However, it should be acknowledged at the outset that the term “blind auditions” is a misnomer, since very few orchestras have engaged in truly blind auditions. Most orchestras have a process which determines a musician’s readiness for an audition based upon the individual’s resume and, more importantly, the vast majority of orchestras eliminate the screen during the later rounds of the process, thus introducing direct opportunities for bias.

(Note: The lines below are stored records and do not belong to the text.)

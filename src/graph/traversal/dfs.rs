//! Depth-first engine.
//!
//! Fully iterative: the root-to-current path lives in an explicit stack
//! (`root_list`) and visitation in a flag array, so recursion depth never
//! touches the thread stack and graphs with millions of nodes are safe.
//!
//! On every descent the top node's edge list is rescanned from its beginning
//! for the first unvisited neighbor. The rescan is the behavioral contract:
//! it fixes the exact visitation order and tree shape. A per-node resume
//! cursor would visit the same reachable set in the same asymptotic best case
//! while avoiding the \(O(n \cdot m)\) dense-graph worst case, but it produces
//! a different (equally valid) tree, so it is deliberately not used here.

/// First neighbor of `pnode` in this edge list that is not yet flagged,
/// scanning from the beginning of the list.
#[inline]
fn first_unvisited(indptr: &[i32], indices: &[i32], pnode: i32, flag: &[bool]) -> Option<i32> {
    for i in indptr[pnode as usize] as usize..indptr[pnode as usize + 1] as usize {
        let cnode = indices[i];
        if !flag[cnode as usize] {
            return Some(cnode);
        }
    }
    None
}

/// Directed depth-first order from `head`.
///
/// `node_list` and `predecessors` must be length-n buffers filled with
/// [`NULL_IDX`]; `head` must be a valid node id. Returns the number of nodes
/// reached; `node_list[..returned]` is the discovery order.
///
/// **Time complexity**: \(O(n + m)\) best case, up to \(O(n \cdot m)\) on
/// dense graphs (see the module notes on the rescan policy).
pub(crate) fn depth_first_directed(
    indptr: &[i32],
    indices: &[i32],
    head: i32,
    node_list: &mut [i32],
    predecessors: &mut [i32],
) -> usize {
    let n = node_list.len();
    let mut root_list = vec![0i32; n];
    let mut flag = vec![false; n];

    node_list[0] = head;
    root_list[0] = head;
    flag[head as usize] = true;
    let mut i_root: isize = 0;
    let mut i_nl_end = 1usize;

    while i_root >= 0 {
        let pnode = root_list[i_root as usize];
        match first_unvisited(indptr, indices, pnode, &flag) {
            Some(cnode) => {
                i_root += 1;
                root_list[i_root as usize] = cnode;
                node_list[i_nl_end] = cnode;
                predecessors[cnode as usize] = pnode;
                flag[cnode as usize] = true;
                i_nl_end += 1;
                if i_nl_end == n {
                    break;
                }
            }
            None => i_root -= 1,
        }
    }

    i_nl_end
}

/// Undirected depth-first order from `head`.
///
/// Same contract as [`depth_first_directed`], plus the structural transpose.
/// The transpose list of a node is consulted only after its out-list yields
/// no unvisited neighbor.
pub(crate) fn depth_first_undirected(
    indptr1: &[i32],
    indices1: &[i32],
    indptr2: &[i32],
    indices2: &[i32],
    head: i32,
    node_list: &mut [i32],
    predecessors: &mut [i32],
) -> usize {
    let n = node_list.len();
    let mut root_list = vec![0i32; n];
    let mut flag = vec![false; n];

    node_list[0] = head;
    root_list[0] = head;
    flag[head as usize] = true;
    let mut i_root: isize = 0;
    let mut i_nl_end = 1usize;

    while i_root >= 0 {
        let pnode = root_list[i_root as usize];
        let child = first_unvisited(indptr1, indices1, pnode, &flag)
            .or_else(|| first_unvisited(indptr2, indices2, pnode, &flag));
        match child {
            Some(cnode) => {
                i_root += 1;
                root_list[i_root as usize] = cnode;
                node_list[i_nl_end] = cnode;
                predecessors[cnode as usize] = pnode;
                flag[cnode as usize] = true;
                i_nl_end += 1;
                if i_nl_end == n {
                    break;
                }
            }
            None => i_root -= 1,
        }
    }

    i_nl_end
}

#[cfg(test)]
mod tests {
    use super::*;

    #[test]
    fn descends_along_first_unvisited_edge() {
        // 0 -> 1,2 ; 1 -> 3 ; 2 -> 3
        let indptr = [0, 2, 3, 4, 4];
        let indices = [1, 2, 3, 3];
        let mut node_list = [NULL_IDX; 4];
        let mut predecessors = [NULL_IDX; 4];

        let n = depth_first_directed(&indptr, &indices, 0, &mut node_list, &mut predecessors);

        assert_eq!(n, 4);
        // Descend 0 -> 1 -> 3, backtrack to 0, then take 2.
        assert_eq!(node_list, [0, 1, 3, 2]);
        assert_eq!(predecessors, [NULL_IDX, 0, 0, 1]);
    }

    #[test]
    fn rescan_restarts_at_list_head_after_backtracking() {
        // 0 -> {1, 2, 3}; 1 -> 2. Descending 0 -> 1 -> 2 then backtracking to
        // 0 must rescan 0's list from the start and pick 3 (not resume past 2).
        let indptr = [0, 3, 4, 4, 4];
        let indices = [1, 2, 3, 2];
        let mut node_list = [NULL_IDX; 4];
        let mut predecessors = [NULL_IDX; 4];

        let n = depth_first_directed(&indptr, &indices, 0, &mut node_list, &mut predecessors);

        assert_eq!(n, 4);
        assert_eq!(node_list, [0, 1, 2, 3]);
        assert_eq!(predecessors, [NULL_IDX, 0, 1, 0]);
    }

    #[test]
    fn undirected_prefers_out_edges() {
        // Storage: 1 -> 0, 0 -> 2. From 0, the out-edge to 2 wins over the
        // in-edge from 1.
        let indptr1 = [0, 1, 2, 2];
        let indices1 = [2, 0];
        let indptr2 = [0, 1, 1, 2];
        let indices2 = [1, 0];
        let mut node_list = [NULL_IDX; 3];
        let mut predecessors = [NULL_IDX; 3];

        let n = depth_first_undirected(
            &indptr1,
            &indices1,
            &indptr2,
            &indices2,
            0,
            &mut node_list,
            &mut predecessors,
        );

        assert_eq!(n, 3);
        assert_eq!(node_list, [0, 2, 1]);
        // 2 is a dead end, so the walk backtracks to 0 and takes its in-edge.
        assert_eq!(predecessors, [NULL_IDX, 0, 0]);
    }
}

Until blind auditions, auditions were held as they are for actors, singers, dancers—you saw exactly who was auditioning. When positions opened at orchestras, conductors often handpicked players in advance. Frequently, even learning about auditions depended on word of mouth, and knowledge of opportunities belonged to a self-reinforcing network. Musicians’ unions were segregated until the federal government ordered the merger of Black and White unions in 1967. Some adjustments were made to blind auditions along the way: carpeting was installed when people realized that the sound of women’s shoes indicated gender. But despite the name, the process was never entirely blind.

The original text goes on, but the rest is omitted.